Agent Skills Series (6): After launch—how to run it: triggers, conflicts, and versions (operating playbook)
About this series
Parts 1–4 covered why Skills matter, how to write them, how to ship them, and what deserves to be a Skill; Fragmentation covered systemic risk when many tools coexist. This post fills a practical gap: how to keep a Skill usable after it ships.
- How to narrow triggers (fewer false positives / missed activations)
- How to layer content (the boundary between
SKILL.mdandreferences/) - How to govern conflicts (same name, same category, same scenario)
- How to iterate versions (the rhythm from v0 to v1)
1. Align on the goal first: not “written,” but “does not drift long term”
Many teams ship a first Skill that works—then it stops working two weeks later. The usual cause is not “the model got worse,” but that you never treated the Skill as an evolvable asset.

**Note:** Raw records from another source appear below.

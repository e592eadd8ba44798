//! Hyper-based HTTP transport.
//!
//! This module provides [`HyperTransport`], the HTTP transport used for
//! service descriptions, SOAP calls, OAuth token refreshes and report
//! downloads.

use std::time::Duration;

use bytes::Bytes;
use dfp_soap_core::CompressionEncoding;
use http::header::CONTENT_ENCODING;
use http::{Request, Response};
use http_body_util::{BodyExt, Full};
use hyper::body::Incoming;
use hyper_rustls::HttpsConnector;
use hyper_util::client::legacy::Client;
use hyper_util::rt::{TokioExecutor, TokioTimer};
use rustls::ClientConfig;

use super::connector::{build_https_connector, default_tls_config};
use super::proxy::ProxyConnector;
use crate::error::ClientError;

/// Request body type accepted by the transport.
pub type RequestBody = Full<Bytes>;

/// Type alias for the hyper client with HTTPS connector.
type HyperClient = Client<HttpsConnector<ProxyConnector>, RequestBody>;

/// Timeout applied to every request unless configured otherwise.
///
/// Service descriptions can be several megabytes and slow to generate.
pub const DEFAULT_TIMEOUT: Duration = Duration::from_secs(3600);

/// HTTP transport using hyper_util's legacy client.
///
/// Cloning is cheap; clones share the connection pool.
#[derive(Clone)]
pub struct HyperTransport {
    client: HyperClient,
    timeout: Duration,
    proxied: bool,
}

impl std::fmt::Debug for HyperTransport {
    fn fmt(&self, f: &mut std::fmt::Formatter<'_>) -> std::fmt::Result {
        f.debug_struct("HyperTransport")
            .field("timeout", &self.timeout)
            .field("proxied", &self.proxied)
            .finish_non_exhaustive()
    }
}

impl HyperTransport {
    /// Create a new transport builder.
    pub fn builder() -> HyperTransportBuilder {
        HyperTransportBuilder::new()
    }

    /// Create a new transport with default settings.
    pub fn new() -> Result<Self, ClientError> {
        Self::builder().build()
    }

    pub fn timeout(&self) -> Duration {
        self.timeout
    }

    /// Whether connections are tunnelled through a proxy.
    pub fn is_proxied(&self) -> bool {
        self.proxied
    }

    /// Send a request and return as soon as the response head arrives.
    ///
    /// The timeout covers connecting and waiting for the head only; the
    /// caller streams the body at its own pace.
    pub async fn open(&self, request: Request<RequestBody>) -> Result<Response<Incoming>, ClientError> {
        match tokio::time::timeout(self.timeout, self.client.request(request)).await {
            Ok(result) => result.map_err(|e| ClientError::Transport(format!("request failed: {}", e))),
            Err(_) => Err(ClientError::Timeout(self.timeout)),
        }
    }

    /// Send a request and collect the whole response body.
    ///
    /// A gzip `Content-Encoding` is removed. The timeout covers the complete
    /// exchange.
    pub async fn send(&self, request: Request<RequestBody>) -> Result<Response<Bytes>, ClientError> {
        let exchange = async {
            let response = self
                .client
                .request(request)
                .await
                .map_err(|e| ClientError::Transport(format!("request failed: {}", e)))?;
            let (mut parts, body) = response.into_parts();
            let body = body
                .collect()
                .await
                .map_err(|e| ClientError::Transport(format!("reading response body failed: {}", e)))?
                .to_bytes();

            let encoding = parts
                .headers
                .get(CONTENT_ENCODING)
                .map(|v| v.to_str().unwrap_or("unsupported"));
            let encoding = CompressionEncoding::from_header(encoding).ok_or_else(|| {
                ClientError::Decode(format!("unsupported content-encoding {:?}", encoding))
            })?;
            let body = if encoding.is_identity() {
                body
            } else {
                parts.headers.remove(CONTENT_ENCODING);
                encoding
                    .decompress(body)
                    .map_err(|e| ClientError::Decode(format!("{} decompression failed: {}", encoding.as_str(), e)))?
            };
            Ok(Response::from_parts(parts, body))
        };

        match tokio::time::timeout(self.timeout, exchange).await {
            Ok(result) => result,
            Err(_) => Err(ClientError::Timeout(self.timeout)),
        }
    }
}

/// Builder for [`HyperTransport`].
///
/// # Example
///
/// ```ignore
/// use dfp_soap_client::transport::HyperTransportBuilder;
/// use std::time::Duration;
///
/// let transport = HyperTransportBuilder::new()
///     .https_proxy("http://proxy.internal:3128")
///     .timeout(Duration::from_secs(120))
///     .build()?;
/// ```
pub struct HyperTransportBuilder {
    /// Custom TLS configuration.
    tls_config: Option<ClientConfig>,
    /// Proxy to tunnel through.
    https_proxy: Option<String>,
    /// Per-request timeout.
    timeout: Duration,
    /// Connection pool idle timeout.
    pool_idle_timeout: Option<Duration>,
    /// Maximum idle connections per host.
    pool_max_idle_per_host: usize,
}

impl Default for HyperTransportBuilder {
    fn default() -> Self {
        Self::new()
    }
}

impl HyperTransportBuilder {
    /// Create a new transport builder with default settings.
    pub fn new() -> Self {
        Self {
            tls_config: None,
            https_proxy: None,
            timeout: DEFAULT_TIMEOUT,
            pool_idle_timeout: Some(Duration::from_secs(90)),
            pool_max_idle_per_host: 32,
        }
    }

    /// Set a custom TLS configuration.
    ///
    /// Use this to configure custom root certificates or client
    /// certificates.
    pub fn tls_config(mut self, config: ClientConfig) -> Self {
        self.tls_config = Some(config);
        self
    }

    /// Tunnel all connections through this proxy.
    pub fn https_proxy<S: Into<String>>(mut self, proxy: S) -> Self {
        self.https_proxy = Some(proxy.into());
        self
    }

    /// Set the per-request timeout.
    ///
    /// Default: one hour.
    pub fn timeout(mut self, timeout: Duration) -> Self {
        self.timeout = timeout;
        self
    }

    /// Set the connection pool idle timeout.
    ///
    /// Default: 90 seconds.
    pub fn pool_idle_timeout(mut self, timeout: Duration) -> Self {
        self.pool_idle_timeout = Some(timeout);
        self
    }

    /// Set the maximum number of idle connections per host.
    ///
    /// Default: 32.
    pub fn pool_max_idle_per_host(mut self, max: usize) -> Self {
        self.pool_max_idle_per_host = max;
        self
    }

    /// Build the transport.
    pub fn build(self) -> Result<HyperTransport, ClientError> {
        let tls_config = match self.tls_config {
            Some(config) => config,
            None => default_tls_config()?,
        };

        let connector = match &self.https_proxy {
            Some(proxy) => ProxyConnector::tunnel(proxy)?,
            None => ProxyConnector::direct(),
        };
        let proxied = connector.is_tunnel();
        let https_connector = build_https_connector(tls_config, connector);

        let mut builder = Client::builder(TokioExecutor::new());

        // Configure connection pool timer (required for pool_idle_timeout to work)
        builder.pool_timer(TokioTimer::new());

        if let Some(timeout) = self.pool_idle_timeout {
            builder.pool_idle_timeout(timeout);
        }
        builder.pool_max_idle_per_host(self.pool_max_idle_per_host);

        Ok(HyperTransport {
            client: builder.build(https_connector),
            timeout: self.timeout,
            proxied,
        })
    }
}

impl std::fmt::Debug for HyperTransportBuilder {
    fn fmt(&self, f: &mut std::fmt::Formatter<'_>) -> std::fmt::Result {
        f.debug_struct("HyperTransportBuilder")
            .field("tls_config", &self.tls_config.is_some())
            .field("https_proxy", &self.https_proxy.is_some())
            .field("timeout", &self.timeout)
            .field("pool_idle_timeout", &self.pool_idle_timeout)
            .field("pool_max_idle_per_host", &self.pool_max_idle_per_host)
            .finish()
    }
}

After launch, aim for three verifiable outcomes:
- Hit rate: activate when it should; do not steal turns when it should not.
- Consistency: similar requests produce a stable structure across people and sessions.
- Rollback: when a change hurts quality, you can return to the last good version fast.
Without these three, a Skill is just a lucky prompt.
2. description is routing, not a product blurb
description decides whether the Skill gets used.
Use a fixed three-part shape:
- Scope: exactly which tasks this Skill handles.
- Trigger scenarios: which user intents should turn it on.
- Keyword examples: common phrasing (two to six is enough).
Example (copy-paste friendly):
---
name: weekly-team-brief
description: >-
Produce a weekly team progress brief (this week / next week / blockers).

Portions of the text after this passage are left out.